The overall architecture is somewhat complex (given that it is applied on a single task). Are all components necessary? Maybe some ablations would be helpful.

__ Correctness__: The claims seem correct to me. Experimental methodology makes sense to me.

__ Clarity__: Yes, the write-up is very clear.

__ Relation to Prior Work__: Yes, it is sufficiently discussed.
One detail on line 109. The MuZero, AlphaZero extensions of AlphaGo are not committed to a single game.

__ Reproducibility__: Yes

__ Additional Feedback__: line 104: What if player 2 always does nothing? Maybe one could compare to a single-player multilevel task as well? Not sure if there is an application or baseline for that, also not really the point of the paper
line 112: typo
line 139: For clarification: emphasize how budgets at different timesteps look like e.g. $(0, 0, 0, k, b_{l+1}^t, ..., b_L^t)$
\item equation 8: Again for clarification instead of $... \circ N_{1,\pi^*}^{b_1^\text{max}}$ use $... \circ N_{1,\pi^*}^{b_1^\text{max}-1} \circ N_{1,\pi^*}^{b_1^\text{max}}$
Algorithm 1: although it is quite obvious maybe add that on evaluation the $y_k's$ are sampled from $D_\text{val}^j$
line 208 appendix: typo
=== POST REBUTTAL ===
This is just to indicate that I read the rebuttal as well as the other reviews. My evaluation stands.

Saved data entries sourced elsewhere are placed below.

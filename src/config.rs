use crate::error::{FixtureError, Result};
use serde::{Deserialize, Serialize};
use std::path::PathBuf;

const DEFAULT_DIR_NAME: &str = "ideoz-test-files";

#[derive(Clone, Debug, PartialEq, Eq, Serialize, Deserialize)]
pub struct FixtureConfig {
    /// Directory the fixtures are written into.
    pub working_dir: PathBuf,
    /// Leave generated files on disk when a session is dropped.
    #[serde(default)]
    pub keep_files: bool,
}

impl FixtureConfig {
    pub fn new(working_dir: impl Into<PathBuf>) -> Self {
        Self {
            working_dir: working_dir.into(),
            keep_files: false,
        }
    }

    /// Read `FIXTURE_DIR` and `FIXTURE_KEEP`, falling back to defaults when unset.
    pub fn from_env() -> Result<Self> {
        let working_dir = std::env::var("FIXTURE_DIR")
            .map(PathBuf::from)
            .unwrap_or_else(|_| std::env::temp_dir().join(DEFAULT_DIR_NAME));

        let keep_files = match std::env::var("FIXTURE_KEEP") {
            Ok(value) => parse_flag("FIXTURE_KEEP", &value)?,
            Err(_) => false,
        };

        Ok(Self {
            working_dir,
            keep_files,
        })
    }

    /// Distinct subdirectory for a parallel test worker.
    pub fn worker_dir(&self, worker_id: usize) -> Self {
        Self {
            working_dir: self.working_dir.join(format!("worker-{}", worker_id)),
            keep_files: self.keep_files,
        }
    }
}

fn parse_flag(name: &str, value: &str) -> Result<bool> {
    match value.trim().to_ascii_lowercase().as_str() {
        "1" | "true" | "yes" | "on" => Ok(true),
        "" | "0" | "false" | "no" | "off" => Ok(false),
        other => Err(FixtureError::Config(format!(
            "{} must be a boolean flag, got '{}'",
            name, other
        ))),
    }
}

/// Install the env_logger backend. Safe to call more than once.
pub fn init_logging() {
    let _ = env_logger::Builder::from_env(env_logger::Env::default().default_filter_or("info"))
        .format_timestamp_millis()
        .try_init();
}
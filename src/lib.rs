use log::{debug, info, warn};
use std::path::{Path, PathBuf};
use std::time::Instant;

pub mod catalog;
pub mod config;
pub mod content;
pub mod error;
pub mod upload;

pub use catalog::{FileKind, FixtureCatalog, FixtureRole, FixtureSpec};
pub use config::{init_logging, FixtureConfig};
pub use error::{FixtureError, Result};
pub use upload::{RejectReason, UploadPolicy, UploadSurface, Verdict, VerdictClass};

/// Size limit of the project-files upload dialog (inclusive).
pub const PROJECT_UPLOAD_LIMIT_BYTES: u64 = 10 * 1024 * 1024;

/// Size limit of chat input attachments (inclusive).
pub const CHAT_ATTACHMENT_LIMIT_BYTES: u64 = 100 * 1024;

#[derive(Clone, Debug, Default, PartialEq, Eq)]
pub struct CleanupReport {
    pub removed: usize,
    pub failed: Vec<PathBuf>,
    pub dir_removed: bool,
}

/// Writes fixture catalogs into a working directory and removes them again.
///
/// Every path written is tracked exactly once; `cleanup` deletes the tracked
/// paths and then the directory, but only if nothing else was left in it.
#[derive(Debug)]
pub struct FixtureGenerator {
    working_dir: PathBuf,
    tracked: Vec<PathBuf>,
}

impl FixtureGenerator {
    pub fn new(working_dir: impl Into<PathBuf>) -> Self {
        Self {
            working_dir: working_dir.into(),
            tracked: Vec::new(),
        }
    }

    pub fn working_dir(&self) -> &Path {
        &self.working_dir
    }

    pub fn tracked_files(&self) -> &[PathBuf] {
        &self.tracked
    }

    /// Path a logical fixture name resolves to. Existence is not checked.
    pub fn path_for(&self, name: &str) -> PathBuf {
        self.working_dir.join(name)
    }

    /// Write the full project-files catalog.
    pub fn generate_all(&mut self) -> Result<()> {
        self.generate_catalog(&FixtureCatalog::project_files())
    }

    /// Write every entry of `catalog`. The first failure aborts the pass.
    pub fn generate_catalog(&mut self, catalog: &FixtureCatalog) -> Result<()> {
        catalog.validate()?;
        self.ensure_dir()?;

        info!(
            "Creating {} {} fixtures in {:?}",
            catalog.len(),
            catalog.surface.label(),
            self.working_dir
        );
        let start = Instant::now();

        let mut total_bytes = 0u64;
        for spec in &catalog.entries {
            self.generate(spec)?;
            total_bytes += spec.size_bytes;
        }

        info!(
            "Created {} fixtures ({} bytes) in {:.2?}",
            catalog.len(),
            total_bytes,
            start.elapsed()
        );
        Ok(())
    }

    /// Write a single fixture, overwriting any previous file of the same name.
    pub fn generate(&mut self, spec: &FixtureSpec) -> Result<PathBuf> {
        self.ensure_dir()?;

        let data = content::render(spec)?;
        let path = self.path_for(&spec.name);

        // One write per file so a failure never leaves a half-signed fixture behind
        std::fs::write(&path, &data).map_err(|source| FixtureError::Write {
            path: path.clone(),
            source,
        })?;
        debug!("Wrote {:?} ({} bytes)", path, data.len());

        self.track(path.clone());
        Ok(path)
    }

    fn ensure_dir(&self) -> Result<()> {
        if self.working_dir.is_dir() {
            return Ok(());
        }
        std::fs::create_dir_all(&self.working_dir).map_err(|source| FixtureError::CreateDir {
            path: self.working_dir.clone(),
            source,
        })
    }

    fn track(&mut self, path: PathBuf) {
        if !self.tracked.contains(&path) {
            self.tracked.push(path);
        }
    }

    /// Delete every tracked file, then the working directory if it is empty.
    ///
    /// Failures are logged and skipped; this never fails.
    pub fn cleanup(&mut self) -> CleanupReport {
        info!("Cleaning up {} fixture files...", self.tracked.len());

        let mut report = CleanupReport::default();

        for path in self.tracked.drain(..) {
            if !path.exists() {
                continue;
            }
            match std::fs::remove_file(&path) {
                Ok(()) => {
                    report.removed += 1;
                    debug!("Deleted fixture: {:?}", path);
                }
                Err(e) => {
                    warn!("Failed to delete fixture {:?}: {}", path, e);
                    report.failed.push(path);
                }
            }
        }

        report.dir_removed = self.remove_dir_if_empty();

        info!(
            "Cleanup finished: {} removed, {} failed, directory removed: {}",
            report.removed,
            report.failed.len(),
            report.dir_removed
        );
        report
    }

    fn remove_dir_if_empty(&self) -> bool {
        let mut entries = match std::fs::read_dir(&self.working_dir) {
            Ok(entries) => entries,
            Err(e) if e.kind() == std::io::ErrorKind::NotFound => return false,
            Err(e) => {
                warn!("Failed to read fixture directory {:?}: {}", self.working_dir, e);
                return false;
            }
        };

        if entries.next().is_some() {
            debug!("Keeping non-empty fixture directory {:?}", self.working_dir);
            return false;
        }

        match std::fs::remove_dir(&self.working_dir) {
            Ok(()) => true,
            Err(e) => {
                warn!("Failed to remove fixture directory {:?}: {}", self.working_dir, e);
                false
            }
        }
    }
}

/// Generator that cleans up after itself when dropped.
///
/// Files are left on disk when the owning thread is panicking (a failed test)
/// or when the config asks to keep them, so they can be inspected.
#[derive(Debug)]
pub struct FixtureSession {
    generator: FixtureGenerator,
    keep_files: bool,
}

impl FixtureSession {
    /// Generate the project-files catalog under `config.working_dir`.
    pub fn start(config: &FixtureConfig) -> Result<Self> {
        Self::with_catalog(config, &FixtureCatalog::project_files())
    }

    pub fn with_catalog(config: &FixtureConfig, catalog: &FixtureCatalog) -> Result<Self> {
        let mut generator = FixtureGenerator::new(&config.working_dir);
        if let Err(e) = generator.generate_catalog(catalog) {
            // Whatever was written before the failure is still ours to remove
            generator.cleanup();
            return Err(e);
        }
        Ok(Self {
            generator,
            keep_files: config.keep_files,
        })
    }

    pub fn path_for(&self, name: &str) -> PathBuf {
        self.generator.path_for(name)
    }

    pub fn generator(&mut self) -> &mut FixtureGenerator {
        &mut self.generator
    }
}

impl Drop for FixtureSession {
    fn drop(&mut self) {
        if self.keep_files {
            info!("Keeping fixtures in {:?} (keep_files set)", self.generator.working_dir());
            return;
        }
        if std::thread::panicking() {
            warn!(
                "Test failed, leaving fixtures in {:?} for debugging",
                self.generator.working_dir()
            );
            return;
        }
        self.generator.cleanup();
    }
}
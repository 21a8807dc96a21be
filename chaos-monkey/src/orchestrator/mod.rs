// File: chaos-monkey/src/orchestrator/mod.rs
//
// Orchestrator Module
//
// Seeded randomness and the tick loop driving it. Everything that decides
// *when* and *which* behaviour runs lives here.

/// Seeds and the deterministic random source
pub mod rng;
/// Tick loop, lifecycle and the monkey builder
pub mod scheduler;

pub use rng::{parse_seed, RandomSource, Seed, SeededRng, SEED_ENV_VAR};
pub use scheduler::{ChaosMonkey, ChaosMonkeyBuilder, RunStatus, TaskHandle};
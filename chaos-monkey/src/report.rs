// File: chaos-monkey/src/report.rs
//
// Tick Reporting
//
// Every tick ends in exactly one report: the action result once the post-phase
// passed, or the error that aborted the tick. A scheduled tick whose run was
// stopped before its action was bound is dropped instead. Sinks decide what to
// do with reports, a sink that panics only loses the report it was given.

use crate::error::MonkeyError;
use log::{debug, error};
use std::sync::Arc;
use tokio::sync::mpsc::{self, UnboundedReceiver, UnboundedSender};

/// Outcome of one tick
#[derive(Debug)]
pub struct TickReport<T> {
    /// Tick number, starting at 1 for the first tick of the scheduler
    pub tick: u64,
    /// Behaviour selected for this tick, `None` if selection itself failed
    pub behaviour: Option<String>,
    /// Action result or the failure that ended the tick
    pub outcome: Result<T, MonkeyError>,
}

impl<T> TickReport<T> {
    /// Whether the tick completed its post-phase
    pub fn is_ok(&self) -> bool {
        self.outcome.is_ok()
    }

    /// Failure of the tick, if any
    pub fn error(&self) -> Option<&MonkeyError> {
        self.outcome.as_ref().err()
    }
}

/// Destination of tick reports
pub trait ReportSink<T>: Send + Sync {
    /// Receive the report of a finished tick
    fn report(&self, report: TickReport<T>);
}

impl<T, S> ReportSink<T> for Arc<S>
where
    S: ReportSink<T> + ?Sized,
{
    fn report(&self, report: TickReport<T>) {
        (**self).report(report)
    }
}

/// Logs failures at error level and successes at debug level
#[derive(Debug, Default, Clone, Copy)]
pub struct LogSink;

impl<T> ReportSink<T> for LogSink {
    fn report(&self, report: TickReport<T>) {
        let behaviour = report.behaviour.as_deref().unwrap_or("<none>");
        match &report.outcome {
            Ok(_) => {
                if log::log_enabled!(log::Level::Debug) {
                    debug!("Tick #{} '{}' completed", report.tick, behaviour);
                }
            }
            Err(e) => {
                if log::log_enabled!(log::Level::Error) {
                    error!("Tick #{} '{}' failed: {}", report.tick, behaviour, e);
                }
            }
        }
    }
}

/// Forwards reports into an unbounded channel
pub struct ChannelSink<T> {
    sender: UnboundedSender<TickReport<T>>,
}

impl<T> ChannelSink<T> {
    /// Sink plus the receiving end of its channel
    pub fn channel() -> (Self, UnboundedReceiver<TickReport<T>>) {
        let (sender, receiver) = mpsc::unbounded_channel();
        (Self { sender }, receiver)
    }
}

impl<T: Send> ReportSink<T> for ChannelSink<T> {
    fn report(&self, report: TickReport<T>) {
        // Receiver gone means nobody listens anymore, drop silently
        let _ = self.sender.send(report);
    }
}
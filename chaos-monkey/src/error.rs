// File: chaos-monkey/src/error.rs
//
// Chaos Monkey Errors
//
// Registration and configuration errors are returned to the caller right away.
// Execution and hook errors are produced per tick and travel through the
// report sink instead.

use std::fmt::{Display, Formatter};
use thiserror::Error;

/// Chaos monkey result type
pub type MonkeyResult<T> = Result<T, MonkeyError>;

/// Which hook of the pipeline failed
#[derive(Debug, Clone, Copy, PartialEq, Eq)]
pub enum HookKind {
    /// Global hook run before every precondition
    GlobalPre,
    /// Per-behaviour precondition
    Precondition,
    /// Global hook run with the action result before every postcondition
    GlobalPost,
    /// Per-behaviour postcondition
    Postcondition,
}

impl Display for HookKind {
    fn fmt(&self, f: &mut Formatter<'_>) -> std::fmt::Result {
        let str = match self {
            Self::GlobalPre => "global pre-hook",
            Self::Precondition => "precondition",
            Self::GlobalPost => "global post-hook",
            Self::Postcondition => "postcondition",
        };
        write!(f, "{}", str)
    }
}

/// Errors raised by the chaos monkey
#[derive(Debug, Error)]
pub enum MonkeyError {
    /// Seed is not an integer representable as 32-bit unsigned
    #[error("Invalid seed '{0}': expected an integer in 0..=4294967295")]
    InvalidSeed(String),

    /// Behaviour name is empty
    #[error("Behaviour name must be a non-empty string")]
    InvalidName,

    /// Action generator cannot produce executions
    #[error("Behaviour '{name}' has an invalid action: {reason}")]
    InvalidAction {
        /// Name the action was registered under
        name: String,
        /// Why the generator was rejected
        reason: String,
    },

    /// Lookup of a name that is not registered
    #[error("Unknown behaviour '{0}'")]
    UnknownBehaviour(String),

    /// Run started or draw attempted without any behaviour
    #[error("No behaviour registered")]
    EmptyRegistry,

    /// Random source returned an index outside the name set
    #[error("Random source drew index {index} from a set of {len} behaviours")]
    InvalidDraw {
        /// Index returned by the source
        index: usize,
        /// Size of the name set at draw time
        len: usize,
    },

    /// Rejected configuration value (speed, locale)
    #[error("Invalid configuration: {0}")]
    InvalidConfig(String),

    /// The asynchronous execution of an action failed or panicked
    #[error("Action of behaviour '{behaviour}' failed: {source:#}")]
    ActionExecutionFailed {
        /// Behaviour whose action failed
        behaviour: String,
        /// Error returned by the action, or its panic message
        #[source]
        source: anyhow::Error,
    },

    /// A global hook, precondition or postcondition failed or panicked
    #[error("The {hook} of behaviour '{behaviour}' failed: {source:#}")]
    HookFailed {
        /// Behaviour the hook ran for
        behaviour: String,
        /// Failing hook
        hook: HookKind,
        /// Error returned by the hook, or its panic message
        #[source]
        source: anyhow::Error,
    },
}

impl MonkeyError {
    /// Whether this error was produced while ticking rather than returned
    /// synchronously from a registration or lifecycle call
    pub fn is_tick_failure(&self) -> bool {
        matches!(
            self,
            Self::ActionExecutionFailed { .. } | Self::HookFailed { .. } | Self::InvalidDraw { .. }
        )
    }

    /// Behaviour involved in a tick failure, if any
    pub fn behaviour(&self) -> Option<&str> {
        match self {
            Self::ActionExecutionFailed { behaviour, .. } | Self::HookFailed { behaviour, .. } => {
                Some(behaviour)
            }
            Self::InvalidAction { name, .. } | Self::UnknownBehaviour(name) => Some(name),
            _ => None,
        }
    }
}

__ Summary and Contributions__: UPDATE AFTER AUTHOR RESPONSE:
I thank the authors for the response. Based on your clarifications I have increased my score.
==================================
The paper tackles the problem of multi-level combinatorial optimization, formulated as a two-agent, zero-sum, turn-based game. The authors formulate this as a reinforcement learning problem and propose an algorithm that uses curriculum learning to solve it. The proposed solution seems to bring some benefits in terms of the data and number of steps needed to solve the problem for relatively small graphs (<100 nodes), but does not scale beyond this. Regardless, it provides a good first step that could inspire more future curriculum work in the area.

__ Strengths__: 1. Well written introduction, with compelling arguments for the importance of the problem, with applications to security, flood control, matrix decomposition, etc.
2. The idea of using curriculum learning in this setting makes sense, and it is a good idea to bring it up to the combinatorial optimization and game theory community.
3. The results look promising, at least for small graphs.

__ Weaknesses__: 1. Related work on curriculum learning is missing.
2. I found section 4.4. that discusses the proposed curriculum algorithm pretty difficult to read (see more details below).
3. The current version of the curriculum algorithm seems to have some scalability limitations.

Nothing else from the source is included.